Material provided ::
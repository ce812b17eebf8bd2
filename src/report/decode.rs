//! Typed layer of the report decoder
//!
//! Maps the element tree produced by [`super::tree`] onto [`Report`]. Field
//! lookups accept the shapes different Monit versions send: identity fields
//! either as attributes of `<monit>` or inside `<server>`, services/events/
//! groups either directly below the root or inside their plural wrapper.

use chrono::{DateTime, Utc};
use tracing::{instrument, trace};

use super::defaults;
use super::tree::{Element, parse_document, transcode};
use super::{
    Credentials, CpuUsage, DecodeError, EventDescriptor, FileDescriptors, FilesystemStats,
    HostDescriptor, HttpdDescriptor, LoadAverage, PlatformDescriptor, PortStatus, ProcessStats,
    ProgramStatus, Report, ServiceDescriptor, ServiceGroupDescriptor, ServiceKind, ServicePayload,
    SystemStats, Usage,
};

const ROOT: &str = "monit";

/// Decode a raw agent payload
///
/// `now` stands in for every timestamp the agent did not send.
#[instrument(skip_all, fields(bytes = payload.len()))]
pub fn decode_report(payload: &[u8], now: DateTime<Utc>) -> Result<Report, DecodeError> {
    let text = transcode(payload)?;
    let root = parse_document(&text)?;

    if root.name != ROOT {
        return Err(DecodeError::UnexpectedRoot(root.name));
    }

    let report = Report {
        host: decode_host(&root, now),
        services: root
            .collect("services", "service")
            .into_iter()
            .map(|service| decode_service(service, now))
            .collect(),
        events: root
            .collect("events", "event")
            .into_iter()
            .map(|event| decode_event(event, now))
            .collect(),
        groups: root
            .collect("servicegroups", "servicegroup")
            .into_iter()
            .map(decode_group)
            .collect(),
    };

    trace!(
        host = %report.host.hostname,
        services = report.services.len(),
        events = report.events.len(),
        groups = report.groups.len(),
        "decoded report"
    );

    Ok(report)
}

fn decode_host(root: &Element, now: DateTime<Utc>) -> HostDescriptor {
    let empty = Element::default();
    let server = root.child("server").unwrap_or(&empty);
    let platform = root.child("platform").unwrap_or(&empty);

    let hostname = text(server, &["localhostname"], defaults::HOSTNAME);

    let monit_id = root
        .text_at(&["id"])
        .or_else(|| server.text_at(&["id"]))
        .map(str::to_string)
        .unwrap_or_else(|| defaults::monit_id(&hostname, now));

    let incarnation = root
        .number_at(&["incarnation"])
        .or_else(|| server.number_at(&["incarnation"]))
        .map(|n| n as i64)
        .unwrap_or(defaults::INCARNATION);

    let version = root
        .text_at(&["version"])
        .or_else(|| server.text_at(&["version"]))
        .unwrap_or(defaults::VERSION)
        .to_string();

    HostDescriptor {
        monit_id,
        incarnation,
        version,
        description: text(server, &["description"], defaults::DESCRIPTION),
        control_file: text(server, &["controlfile"], defaults::CONTROL_FILE),
        httpd: HttpdDescriptor {
            address: text(server, &["httpd", "address"], defaults::HTTPD_ADDRESS),
            port: integer(server, &["httpd", "port"], defaults::HTTPD_PORT),
            ssl: server
                .text_at(&["httpd", "ssl"])
                .map(is_truthy)
                .unwrap_or(defaults::HTTPD_SSL),
        },
        credentials: Credentials {
            username: text(server, &["credentials", "username"], defaults::USERNAME),
            password: text(server, &["credentials", "password"], defaults::PASSWORD),
        },
        poll: integer(server, &["poll"], defaults::POLL),
        start_delay: integer(server, &["startdelay"], defaults::START_DELAY),
        uptime: integer(server, &["uptime"], defaults::UPTIME),
        platform: PlatformDescriptor {
            name: text(platform, &["name"], defaults::PLATFORM_TEXT),
            release: text(platform, &["release"], defaults::PLATFORM_TEXT),
            version: text(platform, &["version"], defaults::PLATFORM_TEXT),
            machine: text(platform, &["machine"], defaults::PLATFORM_TEXT),
            cpu: integer(platform, &["cpu"], defaults::PLATFORM_NUMBER),
            memory: integer(platform, &["memory"], defaults::PLATFORM_NUMBER),
            swap: integer(platform, &["swap"], defaults::PLATFORM_NUMBER),
        },
        hostname,
    }
}

fn decode_service(service: &Element, now: DateTime<Utc>) -> ServiceDescriptor {
    let type_code = integer(service, &["type"], defaults::SERVICE_CODE);
    let kind = ServiceKind::from_code(type_code);

    ServiceDescriptor {
        name: text(service, &["name"], defaults::SERVICE_NAME),
        type_code,
        kind,
        status: integer(service, &["status"], defaults::SERVICE_CODE),
        status_hint: integer(service, &["status_hint"], defaults::SERVICE_CODE),
        monitoring_state: integer(service, &["monitor"], defaults::SERVICE_CODE),
        monitoring_mode: integer(service, &["monitormode"], defaults::SERVICE_CODE),
        on_reboot: integer(service, &["onreboot"], defaults::SERVICE_CODE),
        collected_sec: integer(service, &["collected_sec"], defaults::collected_sec(now)),
        collected_usec: integer(service, &["collected_usec"], defaults::COLLECTED_USEC),
        file_descriptors: service.child("filedescriptors").map(|fds| FileDescriptors {
            allocated: fds.number_at(&["allocated"]),
            unused: fds.number_at(&["unused"]),
            maximum: fds.number_at(&["maximum"]),
        }),
        payload: decode_payload(service, kind),
    }
}

fn decode_payload(service: &Element, kind: ServiceKind) -> ServicePayload {
    if let Some(system) = service.child("system") {
        return ServicePayload::System(SystemStats {
            load: LoadAverage {
                avg01: system.number_at(&["load", "avg01"]),
                avg05: system.number_at(&["load", "avg05"]),
                avg15: system.number_at(&["load", "avg15"]),
            },
            cpu: CpuUsage {
                user: system.number_at(&["cpu", "user"]),
                system: system.number_at(&["cpu", "system"]),
                nice: system.number_at(&["cpu", "nice"]),
                wait: system.number_at(&["cpu", "wait"]),
                hardirq: system.number_at(&["cpu", "hardirq"]),
                softirq: system.number_at(&["cpu", "softirq"]),
                steal: system.number_at(&["cpu", "steal"]),
                guest: system.number_at(&["cpu", "guest"]),
                guestnice: system.number_at(&["cpu", "guestnice"]),
            },
            memory: usage(system, "memory"),
            swap: usage(system, "swap"),
        });
    }

    // Older agents wrap process data in <process>, newer ones put it on the service
    let process = service
        .child("process")
        .or((kind == ServiceKind::Process).then_some(service));
    if let Some(process) = process {
        return ServicePayload::Process(ProcessStats {
            pid: optional_integer(process, &["pid"]),
            ppid: optional_integer(process, &["ppid"]),
            uptime: optional_integer(process, &["uptime"]),
            children: optional_integer(process, &["children"]),
            memory: usage(process, "memory"),
            cpu_percent: process.number_at(&["cpu", "percent"]),
        });
    }

    if let Some(block) = service.child("block") {
        return ServicePayload::Filesystem(FilesystemStats {
            percent: block.number_at(&["percent"]),
            usage: block.number_at(&["usage"]),
            total: block.number_at(&["total"]),
        });
    }

    if let Some(program) = service.child("program") {
        return ServicePayload::Program(ProgramStatus {
            started: optional_integer(program, &["started"]),
            status: optional_integer(program, &["status"]),
            output: program.text_at(&["output"]).map(str::to_string),
        });
    }

    if let Some(port) = service.child("port") {
        return ServicePayload::NetworkPort(PortStatus {
            hostname: port.text_at(&["hostname"]).map(str::to_string),
            port: optional_integer(port, &["portnumber"]),
            protocol: port.text_at(&["protocol"]).map(str::to_string),
            response_time: port.number_at(&["responsetime"]),
        });
    }

    ServicePayload::None
}

fn decode_event(event: &Element, now: DateTime<Utc>) -> EventDescriptor {
    EventDescriptor {
        service: text(event, &["service"], defaults::EVENT_SERVICE),
        service_type: integer(event, &["type"], defaults::EVENT_CODE),
        event_id: integer(event, &["id"], defaults::EVENT_CODE),
        state: integer(event, &["state"], defaults::EVENT_CODE),
        action: integer(event, &["action"], defaults::EVENT_CODE),
        message: text(event, &["message"], defaults::EVENT_MESSAGE),
        collected_sec: integer(event, &["collected_sec"], defaults::collected_sec(now)),
        collected_usec: integer(event, &["collected_usec"], defaults::COLLECTED_USEC),
    }
}

fn decode_group(group: &Element) -> ServiceGroupDescriptor {
    let members = group
        .children("service")
        .filter_map(|member| {
            // <service>nginx</service> or <service name="nginx"/>
            member
                .value
                .as_ref()
                .map(|v| v.as_str())
                .filter(|name| !name.trim().is_empty())
                .or_else(|| member.text_at(&["name"]))
                .map(str::to_string)
        })
        .collect();

    ServiceGroupDescriptor {
        name: text(group, &["name"], defaults::GROUP_NAME),
        members,
    }
}

fn usage(parent: &Element, tag: &str) -> Usage {
    Usage {
        percent: parent.number_at(&[tag, "percent"]),
        kilobyte: parent.number_at(&[tag, "kilobyte"]),
    }
}

fn text(element: &Element, path: &[&str], default: &str) -> String {
    element.text_at(path).unwrap_or(default).to_string()
}

fn integer(element: &Element, path: &[&str], default: i64) -> i64 {
    optional_integer(element, path).unwrap_or(default)
}

fn optional_integer(element: &Element, path: &[&str]) -> Option<i64> {
    element.number_at(path).map(|n| n as i64)
}

fn is_truthy(value: &str) -> bool {
    matches!(value.trim(), "1" | "true" | "yes")
}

Description of the task ::
In which lines of the records does the word "inside" appear? Copy each of them.

Final answer ::
//! either as attributes of `<monit>` or inside `<server>`, services/events/
//! groups either directly below the root or inside their plural wrapper.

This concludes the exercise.